Monday, July 28, 2008

Dipnetting

I don't really want to blog about dipnetting, but it is the ultimate "Alaskan" experience so I feel obligated to.

My cousins go dipnetting at the mouth of the Kenai River every year, and most years they seem to come back it seems just a few hours later with 30-60 salmon. Each head of household is allowed 25 salmon, and each additional person in the family gets 10. Our family of 4 could get 55 salmon. Figure at 7 pounds apiece, that would be 385 pounds of salmon we could can, freeze and smoke. It's free food, in terms of money, but it is costly in terms of equipment and time.

We tagged along with my cousin Kelli and her husband Todd when they went dipnetting Tuesday. We didn't know a thing, and we borrowed their (and my aunt and uncle's) equipment, so it really felt like going along for the ride. We had to buy an Alaskan fishing license for $24, which is good for all fishing for the whole year (just for Douglas). The best dipnetting is 2 hours before and after the high tide; we got there at 9:30, just after high tide.

The process: People have 10-15 foot poles with huge nets on the end. Everyone has chest waders on (and occasional wetsuits or drysuits) and they stand side by side, shoulder to shoulder, for maybe a mile or so up and down the beach at the mouth of the Kenai, Kasilof or Fish Rivers on the Kenai Peninsula (there are other places to go, I believe, but these are the most popular). They stand there and hold their net until a fish swims into it. Then they drag it ashore where they usually have someone who bonks it with a club, pulls it out of the net, bleeds it, cuts off its tail fins (state law), rinses it off and tosses it in a cooler standing nearby. Some people actually fillet them on the spot, but most people don't.

Doug and Todd were out there for 3 hours. Doug, standing near the shore with a net, didn't get any fish. Todd puts on a wetsuit and flippers and floats down the river, comes in to shore, then walks back upstream. He had the best day of anyone we saw: he got 7 fish. A few days earlier 68,000 fish went through the counter 18 miles upstream. The day before, 29,000 fish went through. So it's a guessing game of how many fish are going to come through the day you go dipnetting. We were not in luck, and though we learned a lot, I was very disappointed. We spent 5+ hours in the car getting to Kenai to fish, plus gas money, for no fish to take home. I'd had visions of filleting till the wee hours of the morning. Ha.

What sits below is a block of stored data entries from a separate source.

impl<State: 'static> App<State> {
    fn new(
        event_loop: &EventLoop<FlowEvent<State>>,
        constructors: Vec<FlowConsturctor<State>>,
    ) -> anyhow::Result<Self> {
        let proxy = event_loop.create_proxy();
        #[cfg(not(target_arch = "wasm32"))]
        let async_runtime = tokio::runtime::Runtime::new()?;
        Ok(Self {
            #[cfg(not(target_arch = "wasm32"))]
            async_runtime,
            proxy,
            state: None,
            graphics_flows: Vec::new(),
            constructors: Some(constructors),
            last_time: Instant::now(),
            time_since_tick: Duration::from_millis(0),
            error: None,
        })
    }

    fn fail(&mut self, event_loop: &ActiveEventLoop, error: anyhow::Error) {
        self.error = Some(error);
        event_loop.exit();
    }
}

pub(crate) enum FlowEvent<State: 'static> {
    #[cfg_attr(not(target_arch = "wasm32"), allow(dead_code))]
    Initialized {
        state: AppState<State>,
        flows: Vec<Box<dyn GraphicsFlow<State>>>,
    },
    #[cfg_attr(not(target_arch = "wasm32"), allow(dead_code))]
    Id((u32, HashSet<usize>)),
    #[cfg_attr(not(feature = "integration-tests"), allow(dead_code))]
    Exit,
}
impl<State> Debug for FlowEvent<State> {
    fn fmt(&self, f: &mut std::fmt::Formatter<'_>) -> std::fmt::Result {
        match self {
            Self::Initialized { state: _, flows } => {
                f.debug_struct("Initialized").field("flows", flows).finish()
            }
            Self::Id(arg0) => f.debug_tuple("Id").field(arg0).finish(),
            Self::Exit => f.write_str("Exit"),
        }
    }
}

impl<State: 'static + Default> ApplicationHandler<FlowEvent<State>> for App<State> {
    fn resumed(&mut self, event_loop: &ActiveEventLoop) {
        // Resumed fires again after a suspend on some platforms
        let Some(constructors) = self.constructors.take() else {
            return;
        };

        #[allow(unused_mut)]
        let mut window_attributes = Window::default_attributes().with_title("gasket-demos");

        #[cfg(target_arch = "wasm32")]
        {
            use wasm_bindgen::JsCast;
            use winit::platform::web::WindowAttributesExtWebSys;

            const CANVAS_ID: &str = "canvas";

            let window = wgpu::web_sys::window().unwrap_throw();
            let document = window.document().unwrap_throw();
            let canvas = document.get_element_by_id(CANVAS_ID).unwrap_throw();
            let html_canvas_element = canvas.unchecked_into();
            window_attributes = window_attributes.with_canvas(Some(html_canvas_element));
        }

        let window = match event_loop.create_window(window_attributes) {
            Ok(window) => Arc::new(window),
            Err(e) => return self.fail(event_loop, anyhow!("cannot create a window: {e}")),
        };

        let init_future = async move {
            let app_state = AppState::new(window).await?;
            // InitContext only clones the Arcs inside device and queue
            let flow_futures: Vec<_> = constructors
                .into_iter()
                .map(|constructor| constructor((&app_state.ctx).into()))
                .collect();
            let flows = futures::future::join_all(flow_futures)
                .await
                .into_iter()
                .collect::<anyhow::Result<Vec<_>>>()?;
            anyhow::Ok((app_state, flows))
        };

        #[cfg(not(target_arch = "wasm32"))]
        {
            let (app_state, flows) = match self.async_runtime.block_on(init_future) {
                Ok(initialized) => initialized,
                Err(e) => return self.fail(event_loop, e),
            };
            self.graphics_flows = flows;
            let app_state = self.state.insert(app_state);
            dispatch(
                &mut self.graphics_flows,
                app_state,
                |flow, ctx, state| flow.on_init(ctx, state),
            );
        }

        #[cfg(target_arch = "wasm32")]
        {
            let proxy = self.proxy.clone();
            wasm_bindgen_futures::spawn_local(async move {
                match init_future.await {
                    Ok((state, flows)) => {
                        if proxy.send_event(FlowEvent::Initialized { state, flows }).is_err() {
                            log::error!("Event loop closed before the demo was initialized");
                        }
                    }
                    Err(e) => {
                        log::error!("{e:#}");
                        wasm_bindgen::throw_str(&format!("{e:#}"));
                    }
                }
            });
        }
    }

    fn user_event(&mut self, event_loop: &ActiveEventLoop, event: FlowEvent<State>) {
        match event {
            // Sent by the wasm `spawn_local` in `resumed`
            FlowEvent::Initialized { state, flows } => {
                self.graphics_flows = flows;
                let app_state = self.state.insert(state);
                let size = app_state.ctx.window.inner_size();
                app_state.resize(size.width, size.height);
                dispatch(
                    &mut self.graphics_flows,
                    app_state,
                    |flow, ctx, state| flow.on_init(ctx, state),
                );
                app_state.ctx.window.request_redraw();
            }
            FlowEvent::Id((pick_id, flow_ids)) => {
                if let Some(app_state) = &mut self.state {
                    app_state.ctx.mouse.toggle(pick_id);
                    dispatch(
                        owners(&mut self.graphics_flows, &flow_ids),
                        app_state,
                        |flow, ctx, state| flow.on_click(ctx, state, pick_id),
                    );
                }
            }
            FlowEvent::Exit => event_loop.exit(),
        }
    }

    fn window_event(
        &mut self,
        event_loop: &ActiveEventLoop,
        _window_id: winit::window::WindowId,
        event: WindowEvent,
    ) {
        let Some(app_state) = &mut self.state else {
            return;
        };

        if let WindowEvent::CursorMoved { position, .. } = event {
            app_state.ctx.mouse.coords = position;
        }

        dispatch(
            &mut self.graphics_flows,
            app_state,
            |flow, ctx, state| flow.on_window_events(ctx, state, &event),
        );

        match event {
            WindowEvent::CloseRequested => event_loop.exit(),
            WindowEvent::Resized(size) => app_state.resize(size.width, size.height),
            WindowEvent::RedrawRequested => {
                let dt = self.last_time.elapsed();
                self.last_time = Instant::now();
                self.time_since_tick += dt;

                let rendered = app_state.render(
                    &mut self.graphics_flows,
                    #[cfg(feature = "integration-tests")]
                    &self.async_runtime,
                    #[cfg(feature = "integration-tests")]
                    &self.proxy,
                );
                match rendered {
                    Ok(()) => {
                        let tick = Duration::from_millis(app_state.ctx.tick_duration_millis);
                        if self.time_since_tick >= tick {
                            self.time_since_tick = Duration::from_millis(0);
                            dispatch(
                                &mut self.graphics_flows,
                                app_state,
                                |flow, ctx, state| flow.on_tick(ctx, state),
                            );
                        }
                        dispatch(
                            &mut self.graphics_flows,
                            app_state,
                            |flow, ctx, state| flow.on_update(ctx, state, dt),
                        );
                    }
                    Err(wgpu::SurfaceError::Lost | wgpu::SurfaceError::Outdated) => {
                        let size = app_state.ctx.window.inner_size();
                        app_state.resize(size.width, size.height);
                    }
                    Err(e) => log::error!("Unable to render {}", e),
                }
            }
            WindowEvent::MouseInput {
                state: button_state,
                button,
                ..
            } => match (button, button_state.is_pressed()) {
                (MouseButton::Left, true) => {
                    app_state.ctx.mouse.pressed = MouseButtonState::Left;
                    let picked = draw_to_pick_buffer::<State>(
                        #[cfg(not(target_arch = "wasm32"))]
                        &self.async_runtime,
                        &self.graphics_flows,
                        &app_state.ctx,
                        &app_state.ctx.mouse,
                        #[cfg(target_arch = "wasm32")]
                        self.proxy.clone(),
                    );
                    if let Some((pick_id, flow_ids)) = picked {
                        app_state.ctx.mouse.toggle(pick_id);
                        if flow_ids.len() > 1 {
                            log::warn!("flows {:?} all claim pick id {}", flow_ids, pick_id);
                        }
                        dispatch(
                            owners(&mut self.graphics_flows, &flow_ids),
                            app_state,
                            |flow, ctx, state| flow.on_click(ctx, state, pick_id),
                        );
                    }
                }
                (MouseButton::Right, true) => {
                    app_state.ctx.mouse.pressed = MouseButtonState::Right;
                }
                (_, false) => app_state.ctx.mouse.pressed = MouseButtonState::None,
                _ => (),
            },
            _ => {}
        }
    }
}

People from Anchorage take a week and they camp out, dipnetting every day. Diamond M Ranch is packed in July. They have a nice setup: a fish cleaning station and free freezer space, and they're only a few minutes from the river. Most people camp on the beach at the mouth of the river or at campgrounds all over the area. The stores are overflowing with people, and smokers, nets, waders, coolers are hot items. There is a craziness to life around Soldotna and Kenai in July as the population of Anchorage descends upon them.

Now we have to decide if we're going to stay in Alaska long enough to make the investment in dipnetting equipment worth it!